-- Opening Marker --

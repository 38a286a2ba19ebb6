//! Identity and credential types.
//!
//! An `Identity` is one registered client. It authenticates with exactly one
//! `Credential` (the SSH public key it was registered with) and owns the
//! sandbox derived from that credential.

use serde::{Deserialize, Serialize};
use sha2::{Digest, Sha256};
use thiserror::Error;

use crate::ids::UserId;

/// Errors from parsing credential text.
#[derive(Debug, Clone, PartialEq, Eq, Error)]
pub enum CredentialError {
    #[error("empty public key")]
    Empty,

    #[error("public key has no key material after algorithm `{0}`")]
    MissingKeyData(String),
}

/// Public-key material identifying a client.
///
/// Stored as the OpenSSH text form `"<algorithm> <base64>"` with any
/// trailing comment removed, so the same key always yields the same
/// credential regardless of how it was exported.
#[derive(Clone, Debug, PartialEq, Eq, Hash, Serialize, Deserialize)]
#[serde(transparent)]
pub struct Credential(String);

impl Credential {
    /// Normalize an OpenSSH public key line (`ssh-ed25519 AAAA... comment`).
    pub fn from_openssh(line: &str) -> Result<Self, CredentialError> {
        let mut fields = line.split_whitespace();
        let algorithm = fields.next().ok_or(CredentialError::Empty)?;
        let key_data = fields
            .next()
            .ok_or_else(|| CredentialError::MissingKeyData(algorithm.to_string()))?;
        Ok(Self(format!("{algorithm} {key_data}")))
    }

    /// The normalized key text.
    pub fn as_str(&self) -> &str {
        &self.0
    }

    /// Directory name of this credential's sandbox.
    ///
    /// Lowercase hex SHA-256 of the key text: fixed length, no path
    /// separators, identical across restarts.
    pub fn sandbox_name(&self) -> String {
        hex::encode(Sha256::digest(self.0.as_bytes()))
    }
}

impl std::fmt::Display for Credential {
    fn fmt(&self, f: &mut std::fmt::Formatter<'_>) -> std::fmt::Result {
        f.write_str(&self.0)
    }
}

/// A registered client.
#[derive(Clone, Debug, PartialEq, Eq, Serialize, Deserialize)]
pub struct Identity {
    /// Stable identifier assigned at registration.
    pub id: UserId,
    /// The key this identity authenticates with.
    pub credential: Credential,
}

impl Identity {
    pub fn new(id: UserId, credential: Credential) -> Self {
        Self { id, credential }
    }

    /// Shorthand for `self.credential.sandbox_name()`.
    pub fn sandbox_name(&self) -> String {
        self.credential.sandbox_name()
    }
}

impl std::fmt::Display for Identity {
    fn fmt(&self, f: &mut std::fmt::Formatter<'_>) -> std::fmt::Result {
        let name = self.sandbox_name();
        write!(f, "user {} ({})", self.id, &name[..12])
    }
}

// ============================================================================
// Tests
// ============================================================================
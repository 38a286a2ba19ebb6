//! Shared identity and share types for sharebox.
//!
//! This crate is the relational foundation: typed IDs, credentials,
//! identities and share records. It has **no internal sharebox
//! dependencies**; it is the leaf crate that the kernel and server build on.
//!
//! # Entity-Relationship Overview
//!
//! ```text
//! Identity (UserId) ← one registered SSH public key
//!     └── authenticates via Credential (normalized OpenSSH key text)
//!     └── owns a sandbox (sha256(credential) under the storage root)
//!     └── owns ShareRecord (ShareId), replaced as a set
//!
//! ShareRecord (ShareId)
//!     └── path inside the owner's sandbox
//!     └── mode (R / W / RW)
//!     └── grantee (UserId, declarative only)
//! ```
//!
//! # Key Types
//!
//! |-------------------|----------------------------------------------|
//! | Type              | Purpose                                      |
//! |-------------------|----------------------------------------------|
//! | [`Identity`]      | Registered client (id + credential)          |
//! | [`Credential`]    | Normalized public key text                   |
//! | [`UserId`]        | Who (assigned by the registry)               |
//! | [`ShareId`]       | Which share record                           |
//! | [`ShareRecord`]   | Persisted grant                              |
//! | [`ShareEntry`]    | One element of the canonical `/config` doc   |
//! | [`NewShare`]      | Candidate grant awaiting id assignment       |
//! |-------------------|----------------------------------------------|

pub mod identity;
pub mod ids;
pub mod share;

// Re-export primary types at crate root for convenience.
pub use identity::{Credential, CredentialError, Identity};
pub use ids::{ShareId, UserId};
pub use share::{NewShare, ShareEntry, ShareMode, ShareRecord};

-- Closing Marker --

Go through the lines above and tally those with the string "ShareId". The total is all that is needed.

4